With that in mind, Dr. Quash's question about how "the legibility of
bodies" may be discerned, particularly in respect of their manifold
"etchings" being potential vehicles of theophany (or the reverse, of
suppressing God's appearing), seemed to me one of the most important
ones for a Christian - and perhaps not only a Christian - SR yet
proffered. In many ways, this characteristic of the body strikes me as
the greatest single hope and apprehension for the type of dialogue
encouraged within the Society: that the history, the very
identity-creating practices, of the participants will either foster or
dispel God's presence. I can only hope that it will be taken up with the
serious thoroughness it deserves in the course of our future work.
The "hermeneutical gymnastics" framing Prof. Wolfson's discussion of
circumcision and incarnation ("etchings" of the deepest order), then,
seemed to me to "mark" many of the deep problems I sense that both draw
the Society together and make its development into a fuller reality
difficult.
[29]
The two most pressing problems, from my perspective, were
those sketched above: (1) the status of non-pragmatic philosophies, and
(2) the problem of ethics.

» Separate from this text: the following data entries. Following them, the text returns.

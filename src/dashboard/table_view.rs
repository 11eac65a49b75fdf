//! Table View
//! Filtered, paginated rows of one category, as the roster grid shows them.

use crate::config::PageSize;
use crate::data::{Category, RosterRow, RosterTable};

/// Rows of one category after applying a search term.
#[derive(Debug, Clone)]
pub struct TableView {
    pub category: Category,
    pub search: String,
    pub page_size: PageSize,
    rows: RosterTable,
}

/// One page of a TableView. `index` is zero-based.
#[derive(Debug, Clone, PartialEq, Eq)]
pub struct TablePage<'a> {
    pub rows: &'a [RosterRow],
    pub index: usize,
    pub page_size: usize,
    pub page_count: usize,
    pub total_rows: usize,
}

impl TablePage<'_> {
    /// One-based number of the first row on this page (0 when empty).
    pub fn first_row_number(&self) -> usize {
        if self.rows.is_empty() {
            0
        } else {
            self.index * self.page_size + 1
        }
    }
}

impl TableView {
    pub fn new(category: Category, table: &RosterTable, search: &str, page_size: PageSize) -> Self {
        Self {
            category,
            search: search.to_string(),
            page_size,
            rows: table.filter(search),
        }
    }

    pub fn rows(&self) -> &RosterTable {
        &self.rows
    }

    pub fn total_rows(&self) -> usize {
        self.rows.len()
    }

    /// Always at least one page, even for an empty result.
    pub fn page_count(&self) -> usize {
        self.rows.len().div_ceil(self.page_size.rows()).max(1)
    }

    /// Page `index`, clamped to the last page.
    pub fn page(&self, index: usize) -> TablePage<'_> {
        let page_count = self.page_count();
        let index = index.min(page_count - 1);
        let size = self.page_size.rows();
        let start = (index * size).min(self.rows.len());
        let end = (start + size).min(self.rows.len());

        TablePage {
            rows: &self.rows.rows()[start..end],
            index,
            page_size: size,
            page_count,
            total_rows: self.rows.len(),
        }
    }
}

I then attempted to suggest that these two
problems share common features which locate them at the very core of
human life, whether religious or not. Because, on the one hand, if
philosophies, rooted as they are in concern for direction, do not evince
a specific concern with the healing of ruptures but instead are
concerned with other ends, be they of whatever worth, there appear no
clear "technologies" ready to hand for practitioners of SR to bring them
into proper dialogue, whether critical or grievous in tone, with SR's
avowed pragmatic concerns. "Heidegger" provided a ready example of this
dilemma, but the same could be said for any number of other figures:
Hegel or Aristotle, Rorty or Boethius, Kung-fu Tze or Shankara, and the
commentary traditions that have grown up after them. Perhaps the
question being asked may be put more directly (if also formally): How
many directions can the Society accommodate? (N.B.: the Society, not SR
per se.) Or is the plural legitimate here in any sense? (This
recapitulates my question about Prof. Rogers' commentary: Is it too
aesthetic?)
The problem of ethics, on the other hand, of the mis-use of courage in
following a direction, brings into view the "etchings" on those
presented to us. This, too, suggests a (formal) question: How can
reconciliation be hoped for precisely from within the manifold failures
of SR evinced within the Society itself? Or, to put it more forcefully:
How are our mistakes, which inscribe themselves on our (personal and
communal) bodies, to be reconciled with our fidelities? (This really was
my second question to Prof. Rogers' commentary, in light of its
interpretation of the parable of the great feast: What is truth?)
[30]
Whatever the merit of the foregoing, it remains my conviction that the
work of the Society evinces - as much in Denver as before - the
possibility of reconciliation within the various contexts out of which
we are drawn. Toward that end, may we all be found not lacking in
courage as we labour along in the directions given to us.
If not in Jerusalem, then next year in Toronto.